§ TO DO:
Line by line, please look for the word "delete" in the following records, then copy each line you find it in.

Dataset entries:
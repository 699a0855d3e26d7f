//! Room metadata store.
//!
//! The fan-out core only needs to ask whether a room exists, what it is
//! called, and to create or delete its record. [`RoomDirectory`] is that seam;
//! [`Persistence`] is the sled-backed implementation used by the server.

use async_trait::async_trait;
use huddle_api::proto;
use serde::{Deserialize, Serialize};

use crate::error::SessionResult;
use crate::persistence::Persistence;

/// Stored metadata for one room.
#[derive(Debug, Clone, PartialEq, Eq, Serialize, Deserialize)]
pub struct RoomRecord {
    /// Uppercase room code.
    pub code: String,
    pub name: String,
    pub created_by_id: u64,
    pub created_by: String,
    pub created_at_ms: i64,
}

impl RoomRecord {
    pub fn to_summary(&self) -> proto::RoomSummary {
        proto::RoomSummary {
            code: self.code.clone(),
            name: self.name.clone(),
            created_by_id: self.created_by_id,
            created_by: self.created_by.clone(),
            created_at_ms: self.created_at_ms,
        }
    }
}

#[async_trait]
pub trait RoomDirectory: Send + Sync {
    async fn exists(&self, code: &str) -> SessionResult<bool>;

    async fn describe(&self, code: &str) -> SessionResult<Option<RoomRecord>>;

    /// Store a new record; fails with `RoomCodeTaken` if the code is in use.
    async fn create(&self, room: RoomRecord) -> SessionResult<()>;

    /// Returns false if there was nothing to delete.
    async fn delete(&self, code: &str) -> SessionResult<bool>;

    /// Every room, newest first.
    async fn list(&self) -> SessionResult<Vec<RoomRecord>>;
}

#[async_trait]
impl RoomDirectory for Persistence {
    async fn exists(&self, code: &str) -> SessionResult<bool> {
        self.has_room(code)
    }

    async fn describe(&self, code: &str) -> SessionResult<Option<RoomRecord>> {
        self.get_room(code)
    }

    async fn create(&self, room: RoomRecord) -> SessionResult<()> {
        self.insert_room(&room)
    }

    async fn delete(&self, code: &str) -> SessionResult<bool> {
        self.remove_room(code)
    }

    async fn list(&self) -> SessionResult<Vec<RoomRecord>> {
        self.all_rooms()
    }
}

§ YOUR SOLUTION:
//! called, and to create or delete its record. [`RoomDirectory`] is that seam;
    /// Returns false if there was nothing to delete.
    async fn delete(&self, code: &str) -> SessionResult<bool>;
    async fn delete(&self, code: &str) -> SessionResult<bool> {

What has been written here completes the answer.